For clusters there are two forms of heartbeats:

  • updates to the .status of a Cluster(include both Push and Pull mode).
  • Lease objects within the karmada-cluster namespace in karmada control plane. Each Pull mode cluster has an associated Lease object.

Collect cluster status

For Push mode clusters, the clusterStatus controller in karmada control plane will continually collect cluster's status for a configured interval. For Pull mode clusters, the karmada-agent is responsible for creating and updating the .status of clusters with configured interval.

The interval for .status updates to Cluster can be configured via --cluster-status-update-frequency flag(default is 10 seconds).

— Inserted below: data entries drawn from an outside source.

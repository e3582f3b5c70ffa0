use std::collections::BTreeMap;

use axum::http::StatusCode;
use sqlx::PgPool;
use time::OffsetDateTime;
use uuid::Uuid;

use super::repo::{self, Restaurant, TenantBranding};
use super::theme;

/// Closed failure taxonomy for a slug resolution attempt. Each variant is
/// terminal: there is no automatic retry and no fallback content for
/// inactive restaurants.
#[derive(Debug, thiserror::Error)]
pub enum ResolveError {
    #[error("Restaurante não encontrado")]
    NotFound,
    #[error("Este restaurante não está disponível no momento")]
    Inactive,
    #[error("Não foi possível carregar o restaurante. Tente novamente.")]
    Backend(#[from] anyhow::Error),
}

impl ResolveError {
    pub fn status(&self) -> StatusCode {
        match self {
            ResolveError::NotFound => StatusCode::NOT_FOUND,
            ResolveError::Inactive => StatusCode::FORBIDDEN,
            ResolveError::Backend(_) => StatusCode::INTERNAL_SERVER_ERROR,
        }
    }
}

/// A settled resolution: the restaurant, its effective branding (explicit
/// row or the defaults) and the derived theme variables.
#[derive(Debug, Clone)]
pub struct ResolvedTenant {
    pub restaurant: Restaurant,
    pub branding: TenantBranding,
    pub theme: BTreeMap<String, String>,
}

pub async fn resolve_by_slug(db: &PgPool, slug: &str) -> Result<ResolvedTenant, ResolveError> {
    let restaurant = classify(repo::find_by_slug(db, slug).await?)?;
    let branding = repo::find_branding(db, restaurant.id)
        .await?
        .unwrap_or_else(|| default_branding(restaurant.id));
    let theme = theme::resolve(&branding);
    Ok(ResolvedTenant {
        restaurant,
        branding,
        theme,
    })
}

/// Inactive restaurants are never handed to the rendering layer; the
/// error variant carries no restaurant data.
fn classify(found: Option<Restaurant>) -> Result<Restaurant, ResolveError> {
    match found {
        None => Err(ResolveError::NotFound),
        Some(r) if !r.is_active => Err(ResolveError::Inactive),
        Some(r) => Ok(r),
    }
}

/// Branding used when no row exists for the restaurant yet.
pub fn default_branding(restaurant_id: Uuid) -> TenantBranding {
    TenantBranding {
        restaurant_id,
        primary_color: Some("#0891b2".into()),
        secondary_color: Some("#f59e0b".into()),
        background_color: Some("#ffffff".into()),
        text_color: Some("#1f2937".into()),
        header_image_url: None,
        header_title: None,
        header_subtitle: None,
        logo_url: None,
        favicon_url: None,
        updated_at: OffsetDateTime::now_utc(),
    }
}

#[cfg(test)]
mod resolver_tests {
    use super::*;
    use rust_decimal::Decimal;

    fn restaurant(is_active: bool) -> Restaurant {
        Restaurant {
            id: Uuid::new_v4(),
            owner_id: Uuid::new_v4(),
            slug: "kampeki-sushi".into(),
            name: "Kampeki Sushi".into(),
            description: None,
            logo_url: None,
            cover_url: None,
            is_open: true,
            is_active,
            delivery_enabled: true,
            pickup_enabled: true,
            minimum_order: Decimal::ZERO,
            latitude: None,
            longitude: None,
            created_at: OffsetDateTime::now_utc(),
        }
    }

    #[test]
    fn missing_slug_is_not_found() {
        let err = classify(None).unwrap_err();
        assert!(matches!(err, ResolveError::NotFound));
        assert_eq!(err.status(), StatusCode::NOT_FOUND);
    }

    #[test]
    fn inactive_restaurant_exposes_no_data() {
        let err = classify(Some(restaurant(false))).unwrap_err();
        assert!(matches!(err, ResolveError::Inactive));
        assert_eq!(err.to_string(), "Este restaurante não está disponível no momento");
    }

    #[test]
    fn active_restaurant_resolves() {
        let r = classify(Some(restaurant(true))).expect("should resolve");
        assert_eq!(r.slug, "kampeki-sushi");
    }

    #[test]
    fn default_branding_produces_a_full_theme() {
        let branding = default_branding(Uuid::new_v4());
        let theme = theme::resolve(&branding);
        assert_eq!(theme.len(), 4);
        assert!(theme.contains_key("--primary"));
        assert!(theme.contains_key("--secondary"));
        assert!(theme.contains_key("--background"));
        assert!(theme.contains_key("--foreground"));
    }
}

Cluster's Ready condition might be set to the False with following conditions:

  • cluster is unreachable for a period of configured interval.
  • cluster's health endpoint responded without ok persists for a period of configured interval.

The above two intervals can be configured via --cluster-failure-threshold flag(default is 30 seconds).

Update cluster Lease object

Karmada will create a Lease object and a lease controller for each Pull mode cluster when clusters are joined.

Each lease controller is responsible for updating the related Leases. The lease renewing time can be configured via --cluster-lease-duration and --cluster-lease-renew-interval-fraction flags(default is 10 seconds).

Lease’s updating process is independent with cluster’s status updating process, since cluster’s .status field is maintained by clusterStatus controller.

The cluster controller in Karmada control plane would check the state of each pull mode cluster every --cluster-monitor-period period(default is 5 seconds).

The cluster's Ready condition would be changed to Unknown when cluster controller has not heard from the cluster in the last --cluster-monitor-grace-period(default is 40 seconds).

Check cluster status

You can use kubectl to check a Cluster's status and other details:

kubectl describe cluster <cluster-name>

The Ready condition in Status field indicates the cluster is healthy and ready to accept workloads. It will be set to False if the cluster is not healthy and is not accepting workloads, and Unknown if the cluster controller has not heard from the cluster in the last cluster-monitor-grace-period.

The following example describes an unhealthy cluster:

unfold me to see the yaml
kubectl describe cluster member1

Name: member1
Namespace:
Labels: <none>
Annotations: <none>
API Version: cluster.karmada.io/v1alpha1
Kind: Cluster
Metadata:
Creation Timestamp: 2021-12-29T08:49:35Z
Finalizers:
karmada.io/cluster-controller
Resource Version: 152047
UID: 53c133ab-264e-4e8e-ab63-a21611f7fae8
Spec:
API Endpoint: https://172.23.0.7:6443
Impersonator Secret Ref:
Name: member1-impersonator
Namespace: karmada-cluster
Secret Ref:
Name: member1
Namespace: karmada-cluster
Sync Mode: Push
Status:
Conditions:
Last Transition Time: 2021-12-31T03:36:08Z
Message: cluster is not reachable
Reason: ClusterNotReachable
Status: False
Type: Ready
Events: <none>